## RECORDS SUPPLIED
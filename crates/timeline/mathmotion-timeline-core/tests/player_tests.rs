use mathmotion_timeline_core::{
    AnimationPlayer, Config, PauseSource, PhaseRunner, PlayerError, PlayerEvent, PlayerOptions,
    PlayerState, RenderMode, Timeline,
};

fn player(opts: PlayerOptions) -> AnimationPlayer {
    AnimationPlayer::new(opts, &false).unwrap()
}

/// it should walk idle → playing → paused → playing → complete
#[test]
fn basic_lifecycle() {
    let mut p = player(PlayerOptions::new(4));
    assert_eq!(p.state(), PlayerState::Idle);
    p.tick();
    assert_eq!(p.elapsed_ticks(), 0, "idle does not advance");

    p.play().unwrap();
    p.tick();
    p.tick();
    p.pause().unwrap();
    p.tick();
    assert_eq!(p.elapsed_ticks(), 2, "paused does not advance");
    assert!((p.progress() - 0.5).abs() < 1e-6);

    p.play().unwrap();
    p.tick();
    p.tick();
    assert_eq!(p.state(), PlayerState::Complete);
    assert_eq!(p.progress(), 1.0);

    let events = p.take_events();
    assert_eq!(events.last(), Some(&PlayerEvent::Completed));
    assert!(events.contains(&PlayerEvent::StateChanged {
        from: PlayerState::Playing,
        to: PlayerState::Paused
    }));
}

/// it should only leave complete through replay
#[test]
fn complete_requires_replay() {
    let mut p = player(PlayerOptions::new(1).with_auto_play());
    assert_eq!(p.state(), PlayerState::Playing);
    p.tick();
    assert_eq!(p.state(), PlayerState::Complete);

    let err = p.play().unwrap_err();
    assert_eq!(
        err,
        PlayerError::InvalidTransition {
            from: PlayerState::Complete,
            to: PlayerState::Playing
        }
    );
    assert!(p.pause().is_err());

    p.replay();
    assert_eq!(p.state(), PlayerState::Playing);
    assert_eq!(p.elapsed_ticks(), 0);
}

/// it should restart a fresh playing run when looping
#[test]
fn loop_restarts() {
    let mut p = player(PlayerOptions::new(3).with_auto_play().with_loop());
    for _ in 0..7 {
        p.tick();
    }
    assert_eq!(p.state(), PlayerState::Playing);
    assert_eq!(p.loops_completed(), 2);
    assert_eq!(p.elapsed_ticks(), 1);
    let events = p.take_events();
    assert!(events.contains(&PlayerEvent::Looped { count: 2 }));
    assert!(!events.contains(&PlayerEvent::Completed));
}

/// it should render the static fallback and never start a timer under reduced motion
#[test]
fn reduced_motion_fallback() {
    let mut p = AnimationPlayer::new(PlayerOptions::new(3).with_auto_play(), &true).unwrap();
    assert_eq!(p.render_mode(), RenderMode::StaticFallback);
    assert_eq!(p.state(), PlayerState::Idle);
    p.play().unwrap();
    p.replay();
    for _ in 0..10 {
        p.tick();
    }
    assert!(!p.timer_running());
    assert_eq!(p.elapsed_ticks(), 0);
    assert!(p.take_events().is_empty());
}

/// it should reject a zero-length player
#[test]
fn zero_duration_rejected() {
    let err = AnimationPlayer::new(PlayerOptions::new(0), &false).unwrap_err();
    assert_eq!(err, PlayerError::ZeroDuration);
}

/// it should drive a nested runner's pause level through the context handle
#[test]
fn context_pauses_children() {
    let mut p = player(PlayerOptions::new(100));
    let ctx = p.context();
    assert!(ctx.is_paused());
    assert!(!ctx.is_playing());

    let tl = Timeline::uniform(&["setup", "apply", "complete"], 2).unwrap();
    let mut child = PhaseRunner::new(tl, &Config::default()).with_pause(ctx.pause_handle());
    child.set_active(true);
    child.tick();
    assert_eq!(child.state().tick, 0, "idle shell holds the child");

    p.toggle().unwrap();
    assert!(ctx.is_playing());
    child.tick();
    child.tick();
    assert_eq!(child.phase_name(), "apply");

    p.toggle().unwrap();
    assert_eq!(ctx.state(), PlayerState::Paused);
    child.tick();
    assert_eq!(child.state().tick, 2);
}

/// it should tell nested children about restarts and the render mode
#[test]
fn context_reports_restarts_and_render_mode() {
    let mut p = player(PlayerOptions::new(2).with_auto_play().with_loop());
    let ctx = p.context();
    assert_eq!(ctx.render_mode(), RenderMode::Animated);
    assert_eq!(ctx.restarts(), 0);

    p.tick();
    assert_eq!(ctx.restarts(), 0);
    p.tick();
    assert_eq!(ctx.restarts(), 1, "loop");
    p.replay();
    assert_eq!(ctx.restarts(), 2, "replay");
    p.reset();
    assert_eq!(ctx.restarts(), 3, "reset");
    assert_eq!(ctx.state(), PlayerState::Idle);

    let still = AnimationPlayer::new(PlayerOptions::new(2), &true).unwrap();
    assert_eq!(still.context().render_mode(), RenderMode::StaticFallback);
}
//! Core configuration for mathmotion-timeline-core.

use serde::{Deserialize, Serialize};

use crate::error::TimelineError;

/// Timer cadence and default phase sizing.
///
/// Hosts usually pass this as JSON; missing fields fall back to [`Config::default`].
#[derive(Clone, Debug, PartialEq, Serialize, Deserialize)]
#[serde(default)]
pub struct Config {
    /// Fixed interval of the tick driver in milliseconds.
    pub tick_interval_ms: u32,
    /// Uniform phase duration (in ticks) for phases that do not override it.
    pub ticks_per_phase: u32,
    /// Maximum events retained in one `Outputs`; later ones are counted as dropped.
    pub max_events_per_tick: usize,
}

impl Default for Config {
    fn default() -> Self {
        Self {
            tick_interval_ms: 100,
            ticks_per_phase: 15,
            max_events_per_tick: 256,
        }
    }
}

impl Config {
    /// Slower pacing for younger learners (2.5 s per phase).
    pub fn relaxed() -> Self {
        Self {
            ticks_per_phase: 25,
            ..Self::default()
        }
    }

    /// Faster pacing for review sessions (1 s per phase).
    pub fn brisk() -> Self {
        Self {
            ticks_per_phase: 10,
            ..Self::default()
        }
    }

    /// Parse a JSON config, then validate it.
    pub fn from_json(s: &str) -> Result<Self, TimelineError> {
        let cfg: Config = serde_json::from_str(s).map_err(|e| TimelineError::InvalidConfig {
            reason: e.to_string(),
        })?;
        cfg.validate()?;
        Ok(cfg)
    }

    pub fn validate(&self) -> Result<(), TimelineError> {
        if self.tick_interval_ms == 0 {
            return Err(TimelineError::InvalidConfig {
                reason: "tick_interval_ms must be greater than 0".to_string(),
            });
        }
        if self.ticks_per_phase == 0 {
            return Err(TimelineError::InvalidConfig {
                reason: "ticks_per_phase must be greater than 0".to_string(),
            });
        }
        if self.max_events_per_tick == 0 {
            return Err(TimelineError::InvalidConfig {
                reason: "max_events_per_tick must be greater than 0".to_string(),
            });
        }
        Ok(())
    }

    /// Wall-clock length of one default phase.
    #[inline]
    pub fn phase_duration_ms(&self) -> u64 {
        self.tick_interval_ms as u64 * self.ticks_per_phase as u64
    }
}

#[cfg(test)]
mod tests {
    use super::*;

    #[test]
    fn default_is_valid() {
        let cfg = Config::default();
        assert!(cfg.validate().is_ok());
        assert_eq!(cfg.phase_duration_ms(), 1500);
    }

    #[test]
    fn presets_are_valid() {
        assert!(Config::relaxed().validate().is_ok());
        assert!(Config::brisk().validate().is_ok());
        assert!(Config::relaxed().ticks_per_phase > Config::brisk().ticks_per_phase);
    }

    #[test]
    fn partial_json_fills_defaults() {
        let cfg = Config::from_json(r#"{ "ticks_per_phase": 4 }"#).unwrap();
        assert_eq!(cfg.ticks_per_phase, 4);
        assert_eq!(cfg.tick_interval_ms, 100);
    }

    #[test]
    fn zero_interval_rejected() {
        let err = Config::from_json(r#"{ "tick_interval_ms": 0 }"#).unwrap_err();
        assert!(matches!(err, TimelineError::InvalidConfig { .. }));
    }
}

## TASK ITEM
Write down exactly the span of lines above from the one containing "if self.max_events_per_tick == 0" to the one containing "pub fn phase_duration_ms(&self)", both ends included.

## WRITTEN ANSWER
        if self.max_events_per_tick == 0 {
            return Err(TimelineError::InvalidConfig {
                reason: "max_events_per_tick must be greater than 0".to_string(),
            });
        }
        Ok(())
    }

    /// Wall-clock length of one default phase.
    #[inline]
    pub fn phase_duration_ms(&self) -> u64 {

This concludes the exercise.